The structure of three cation-doped hydroxyapatite filter materials with different cation radii and valence states, aluminum-doped hydroxyapatite (Al-HA), magnesium-doped hydroxyapatite (Mg-HA) and lanthanum-doped hydroxyapatite (La-HA), were studied to explore the performance and possible mechanism of defluoridation by means of Fourier transform infrared spectroscopy (FTIR), X-ray diffraction (XRD), Scanning electron microscope (SEM)/Energy-dispersive X-ray spectroscopy (EDS), BET and Zeta potential analysis.
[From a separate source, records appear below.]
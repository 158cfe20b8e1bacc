//! Core `TunnelBuilder` structure and connection entry points

use std::net::TcpStream;
use std::time::Duration;

use proxytunnel_client::config::defaults::DEFAULT_TIMEOUT_MS;
use proxytunnel_client::config::{ConfigValidator, Validator};
use proxytunnel_client::connect::connect_with_timeout;
use proxytunnel_client::{
    Destination, Error, ProxyClient, ProxyCredentials, ProxyEndpoint, ProxyKind, ProxySettings,
    Result, TcpConfig, TcpDialer, TunnelClient,
};

/// Fluent builder for proxy tunnels
///
/// Holds only immutable configuration once built; every `connect` call
/// dials its own socket.
#[derive(Clone, Debug)]
pub struct TunnelBuilder {
    pub(crate) kind: ProxyKind,
    pub(crate) endpoint: Option<ProxyEndpoint>,
    pub(crate) credentials: ProxyCredentials,
    pub(crate) timeout: Duration,
    pub(crate) tcp: TcpConfig,
}

impl TunnelBuilder {
    #[must_use]
    pub fn new(kind: ProxyKind, endpoint: ProxyEndpoint) -> Self {
        Self {
            kind,
            endpoint: Some(endpoint),
            credentials: ProxyCredentials::none(),
            timeout: Duration::from_millis(DEFAULT_TIMEOUT_MS),
            tcp: TcpConfig::default(),
        }
    }

    /// Builder that bypasses proxying entirely
    #[must_use]
    pub fn direct() -> Self {
        Self {
            kind: ProxyKind::None,
            endpoint: None,
            credentials: ProxyCredentials::none(),
            timeout: Duration::from_millis(DEFAULT_TIMEOUT_MS),
            tcp: TcpConfig::default(),
        }
    }

    /// Start from persisted settings
    ///
    /// # Errors
    ///
    /// Returns `Kind::Builder` when the settings do not validate.
    pub fn from_settings(settings: &ProxySettings) -> Result<Self> {
        settings.validate()?;

        let mut builder = if settings.kind == ProxyKind::None {
            Self::direct()
        } else {
            Self::new(settings.kind, settings.endpoint())
        };
        builder.credentials = settings.credentials();
        builder.timeout = settings.timeout();
        builder.tcp = settings.tcp_config();
        Ok(builder)
    }

    /// Set the timeout applied to the proxy connect and to every
    /// handshake read and write
    #[must_use]
    pub fn timeout(mut self, timeout: Duration) -> Self {
        self.timeout = timeout;
        self
    }

    /// Same as [`TunnelBuilder::timeout`], in milliseconds
    #[must_use]
    pub fn timeout_ms(self, millis: u64) -> Self {
        self.timeout(Duration::from_millis(millis))
    }

    /// Enable TCP keepalive on the proxy connection
    #[must_use]
    pub fn keepalive(mut self, keepalive: Duration) -> Self {
        self.tcp.keepalive = Some(keepalive);
        self
    }

    #[must_use]
    pub fn nodelay(mut self, nodelay: bool) -> Self {
        self.tcp.nodelay = nodelay;
        self
    }

    #[must_use]
    pub fn kind(&self) -> ProxyKind {
        self.kind
    }

    /// The tunnel client these settings produce; `None` for direct builders
    #[must_use]
    pub fn client(&self) -> Option<TunnelClient> {
        let endpoint = self.endpoint.clone()?;
        TunnelClient::create(self.kind, endpoint, self.credentials.clone())
    }

    /// Open a stream to `host:port`, through the proxy unless this is a
    /// direct builder.
    ///
    /// # Errors
    ///
    /// Any handshake error; the socket is already closed when it is returned.
    pub fn connect(&self, host: &str, port: u16) -> Result<TcpStream> {
        ConfigValidator::validate_timeout(self.timeout, "timeout").map_err(Error::from)?;

        match self.client() {
            Some(client) => client.connect_with(
                &TcpDialer::new(self.tcp.clone()),
                &Destination::new(host, port),
                self.timeout,
            ),
            None => {
                tracing::debug!("no proxy configured, connecting directly to {}:{}", host, port);
                connect_with_timeout(host, port, self.timeout, &self.tcp)
            }
        }
    }
}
The results demonstrated that cation doping with different radii could weaken lattice structure of hydroxyapatite, increase content of hydroxyl group and improve exchange ability with fluoride ions. However, the decisive factor affecting the capacity of fluoride removal was valence state of doped ion, because defluoridation capacity of Al-HA and La-HA with trivalent cations were larger than Mg-HA with bivalent cation. In addition, other studies related to the process of defluorination were carried out. The mechanism of defluoridation mainly included physical adsorption and chemical adsorption. First, F- was deposited on the surface of the filter material by physical adsorption. After F- diffused into the voids of the filter interval, and underwent ion exchange and complexation with -OH functional group in the lattice. Cation-doped hydroxyapatite structure and mechanism of fluoride removal were of great significance in the field of environmental governance.